What to do: Please find the lines in the following records that hold "width", and copy them.

** Opening Supplied material block **

//! # Binary Codec
//!
//! Encodes and decodes schema-coded payloads to and from compact binary
//! buffers. The format is positional: the schema's field order defines wire
//! position, so compatibility is pinned to the schema hash and nothing
//! else. Changing field order or types under an existing hash corrupts
//! every live client using that hash.
//!
//! Wire encodings per scalar:
//!
//! | type            | encoding                                |
//! |-----------------|-----------------------------------------|
//! | uint32 / uint64 | LEB128 varint                           |
//! | sint32 / sint64 | zigzag, then LEB128 varint              |
//! | bool            | single byte `0x00`/`0x01`               |
//! | float / double  | fixed width, big-endian                 |
//! | string / bytes  | varint length prefix + raw bytes        |
//! | `T[]`           | varint element count + elements         |

use crate::schema::{FieldType, ScalarType, Schema, SchemaRegistry};
use crate::types::SchemaHash;
use crate::value::{Payload, Value};
use std::collections::HashMap;
use std::sync::{Arc, RwLock};
use thiserror::Error;

/// Errors raised by [`ProtocolCodec::encode`] and [`ProtocolCodec::decode`].
#[derive(Debug, Error)]
pub enum CodecError {
    /// The schema hash is not registered with this codec.
    #[error("schema hash=({0}) is not registered")]
    UnknownSchema(SchemaHash),
    /// A payload value does not conform to the schema's field type.
    #[error("field=({field}) expects type=({expected}), got=({actual})")]
    TypeMismatch {
        field: String,
        expected: FieldType,
        actual: FieldType,
    },
    /// The buffer ended before the field was fully read.
    #[error("buffer ended short while reading field=({0})")]
    UnexpectedEof(String),
    /// A varint ran past its maximum width.
    #[error("varint overflow while reading field=({0})")]
    VarintOverflow(String),
    /// A length prefix points past the end of the buffer.
    #[error("length prefix of field=({0}) exceeds the remaining buffer")]
    LengthOverrun(String),
    /// A string field holds invalid UTF-8.
    #[error("invalid utf-8 in field=({0})")]
    InvalidUtf8(String),
    /// Bytes remain after the schema's last field was decoded.
    #[error("trailing bytes after the last field")]
    TrailingBytes,
}

const MAX_VARINT_BYTES: usize = 10;

fn write_varint(out: &mut Vec<u8>, mut value: u64) {
    loop {
        let byte = (value & 0x7f) as u8;
        value >>= 7;
        if value == 0 {
            out.push(byte);
            return;
        }
        out.push(byte | 0x80);
    }
}

fn zigzag32(value: i32) -> u64 {
    (((value << 1) ^ (value >> 31)) as u32) as u64
}

fn zigzag64(value: i64) -> u64 {
    ((value << 1) ^ (value >> 63)) as u64
}

fn unzigzag32(value: u64) -> i32 {
    let value = value as u32;
    ((value >> 1) as i32) ^ -((value & 1) as i32)
}

fn unzigzag64(value: u64) -> i64 {
    ((value >> 1) as i64) ^ -((value & 1) as i64)
}

/// Cursor over an inbound buffer; every read is bounds-checked against the
/// field currently being decoded so errors name the offending field.
struct Reader<'a> {
    buf: &'a [u8],
    pos: usize,
}

impl<'a> Reader<'a> {
    fn new(buf: &'a [u8]) -> Self {
        Self { buf, pos: 0 }
    }

    fn remaining(&self) -> usize {
        self.buf.len() - self.pos
    }

    fn take(&mut self, len: usize, field: &str) -> Result<&'a [u8], CodecError> {
        if self.remaining() < len {
            return Err(CodecError::UnexpectedEof(field.to_string()));
        }
        let slice = &self.buf[self.pos..self.pos + len];
        self.pos += len;
        Ok(slice)
    }

    fn read_varint(&mut self, field: &str) -> Result<u64, CodecError> {
        let mut value: u64 = 0;
        for index in 0..MAX_VARINT_BYTES {
            let byte = *self
                .buf
                .get(self.pos)
                .ok_or_else(|| CodecError::UnexpectedEof(field.to_string()))?;
            self.pos += 1;
            value |= u64::from(byte & 0x7f) << (index * 7);
            if byte & 0x80 == 0 {
                return Ok(value);
            }
        }
        Err(CodecError::VarintOverflow(field.to_string()))
    }

    fn read_len(&mut self, field: &str) -> Result<usize, CodecError> {
        let len = self.read_varint(field)? as usize;
        if len > self.remaining() {
            return Err(CodecError::LengthOverrun(field.to_string()));
        }
        Ok(len)
    }
}

/// Schema-driven payload codec.
///
/// Resolves schemas from an injected [`SchemaRegistry`], plus an overlay of
/// layouts learned at runtime via [`ProtocolCodec::add_schema`] - the path
/// a client takes after receiving the handshake schema list.
pub struct ProtocolCodec {
    registry: Arc<SchemaRegistry>,
    learned: RwLock<HashMap<SchemaHash, Arc<Schema>>>,
}

impl ProtocolCodec {
    pub fn new(registry: Arc<SchemaRegistry>) -> Self {
        Self {
            registry,
            learned: RwLock::new(HashMap::new()),
        }
    }

    pub fn registry(&self) -> &Arc<SchemaRegistry> {
        &self.registry
    }

    /// Installs a layout under a peer-assigned hash. Used by clients after
    /// the handshake; an existing entry for the hash is replaced.
    pub fn add_schema(
        &self,
        hash: SchemaHash,
        fields: Vec<(String, FieldType)>,
    ) -> Result<(), crate::schema::SchemaError> {
        let schema = Schema::new(hash, fields)?;
        self.learned
            .write()
            .expect("codec overlay poisoned")
            .insert(hash, Arc::new(schema));
        Ok(())
    }

    fn resolve(&self, hash: SchemaHash) -> Result<Arc<Schema>, CodecError> {
        if let Some(schema) = self.registry.get(hash) {
            return Ok(schema);
        }
        self.learned
            .read()
            .expect("codec overlay poisoned")
            .get(&hash)
            .cloned()
            .ok_or(CodecError::UnknownSchema(hash))
    }

    /// Encodes `payload` under the schema identified by `hash`.
    ///
    /// Fields the payload does not set encode as their type's default;
    /// fields set to a mismatched type fail with
    /// [`CodecError::TypeMismatch`].
    pub fn encode(&self, hash: SchemaHash, payload: &Payload) -> Result<Vec<u8>, CodecError> {
        let schema = self.resolve(hash)?;
        let mut out = Vec::new();
        for (name, ty) in schema.fields() {
            match payload.get(name) {
                Some(value) => {
                    if value.field_type() != *ty {
                        return Err(CodecError::TypeMismatch {
                            field: name.clone(),
                            expected: *ty,
                            actual: value.field_type(),
                        });
                    }
                    encode_value(&mut out, value);
                }
                None => encode_value(&mut out, &Value::default_for(*ty)),
            }
        }
        Ok(out)
    }

    /// Decodes a buffer produced by [`ProtocolCodec::encode`] under the
    /// same schema. The returned payload contains every schema field.
    pub fn decode(&self, hash: SchemaHash, buffer: &[u8]) -> Result<Payload, CodecError> {
        let schema = self.resolve(hash)?;
        let mut reader = Reader::new(buffer);
        let mut payload = Payload::new();
        for (name, ty) in schema.fields() {
            let value = decode_value(&mut reader, *ty, name)?;
            payload.insert(name.clone(), value);
        }
        if reader.remaining() != 0 {
            return Err(CodecError::TrailingBytes);
        }
        Ok(payload)
    }
}

impl std::fmt::Debug for ProtocolCodec {
    fn fmt(&self, f: &mut std::fmt::Formatter<'_>) -> std::fmt::Result {
        f.debug_struct("ProtocolCodec")
            .field("registry", &self.registry)
            .field(
                "learned",
                &self.learned.read().expect("codec overlay poisoned").len(),
            )
            .finish()
    }
}

fn encode_scalar(out: &mut Vec<u8>, value: &Value) {
    match value {
        Value::Sint32(v) => write_varint(out, zigzag32(*v)),
        Value::Uint32(v) => write_varint(out, u64::from(*v)),
        Value::Sint64(v) => write_varint(out, zigzag64(*v)),
        Value::Uint64(v) => write_varint(out, *v),
        Value::Bool(v) => out.push(u8::from(*v)),
        Value::Str(v) => {
            write_varint(out, v.len() as u64);
            out.extend_from_slice(v.as_bytes());
        }
        Value::Bytes(v) => {
            write_varint(out, v.len() as u64);
            out.extend_from_slice(v);
        }
        Value::Float(v) => out.extend_from_slice(&v.to_be_bytes()),
        Value::Double(v) => out.extend_from_slice(&v.to_be_bytes()),
        _ => unreachable!("arrays are flattened before scalar encoding"),
    }
}

fn encode_value(out: &mut Vec<u8>, value: &Value) {
    macro_rules! encode_array {
        ($items:expr, $variant:ident) => {{
            write_varint(out, $items.len() as u64);
            for item in $items {
                encode_scalar(out, &Value::$variant(item.clone()));
            }
        }};
    }
    match value {
        Value::Sint32Array(items) => encode_array!(items, Sint32),
        Value::Uint32Array(items) => encode_array!(items, Uint32),
        Value::Sint64Array(items) => encode_array!(items, Sint64),
        Value::Uint64Array(items) => encode_array!(items, Uint64),
        Value::BoolArray(items) => encode_array!(items, Bool),
        Value::StrArray(items) => encode_array!(items, Str),
        Value::BytesArray(items) => encode_array!(items, Bytes),
        Value::FloatArray(items) => encode_array!(items, Float),
        Value::DoubleArray(items) => encode_array!(items, Double),
        scalar => encode_scalar(out, scalar),
    }
}

fn decode_scalar(
    reader: &mut Reader<'_>,
    scalar: ScalarType,
    field: &str,
) -> Result<Value, CodecError> {
    let value = match scalar {
        ScalarType::Sint32 => Value::Sint32(unzigzag32(reader.read_varint(field)?)),
        ScalarType::Uint32 => Value::Uint32(reader.read_varint(field)? as u32),
        ScalarType::Sint64 => Value::Sint64(unzigzag64(reader.read_varint(field)?)),
        ScalarType::Uint64 => Value::Uint64(reader.read_varint(field)?),
        ScalarType::Bool => Value::Bool(reader.take(1, field)?[0] != 0),
        ScalarType::String => {
            let len = reader.read_len(field)?;
            let bytes = reader.take(len, field)?;
            let text = std::str::from_utf8(bytes)
                .map_err(|_| CodecError::InvalidUtf8(field.to_string()))?;
            Value::Str(text.to_string())
        }
        ScalarType::Bytes => {
            let len = reader.read_len(field)?;
            Value::Bytes(reader.take(len, field)?.to_vec())
        }
        ScalarType::Float => {
            let bytes = reader.take(4, field)?;
            Value::Float(f32::from_be_bytes([bytes[0], bytes[1], bytes[2], bytes[3]]))
        }
        ScalarType::Double => {
            let bytes = reader.take(8, field)?;
            Value::Double(f64::from_be_bytes([
                bytes[0], bytes[1], bytes[2], bytes[3], bytes[4], bytes[5], bytes[6], bytes[7],
            ]))
        }
    };
    Ok(value)
}

fn decode_value(
    reader: &mut Reader<'_>,
    ty: FieldType,
    field: &str,
) -> Result<Value, CodecError> {
    if !ty.repeated {
        return decode_scalar(reader, ty.scalar, field);
    }
    let count = reader.read_varint(field)? as usize;
    macro_rules! decode_array {
        ($variant:ident, $array:ident) => {{
            let mut items = Vec::new();
            for _ in 0..count {
                match decode_scalar(reader, ty.scalar, field)? {
                    Value::$variant(item) => items.push(item),
                    _ => unreachable!("scalar decode returns its own variant"),
                }
            }
            Value::$array(items)
        }};
    }
    let value = match ty.scalar {
        ScalarType::Sint32 => decode_array!(Sint32, Sint32Array),
        ScalarType::Uint32 => decode_array!(Uint32, Uint32Array),
        ScalarType::Sint64 => decode_array!(Sint64, Sint64Array),
        ScalarType::Uint64 => decode_array!(Uint64, Uint64Array),
        ScalarType::Bool => decode_array!(Bool, BoolArray),
        ScalarType::String => decode_array!(Str, StrArray),
        ScalarType::Bytes => decode_array!(Bytes, BytesArray),
        ScalarType::Float => decode_array!(Float, FloatArray),
        ScalarType::Double => decode_array!(Double, DoubleArray),
    };
    Ok(value)
}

** Closing Supplied material block **

The answer:
//! | float / double  | fixed width, big-endian                 |
    /// A varint ran past its maximum width.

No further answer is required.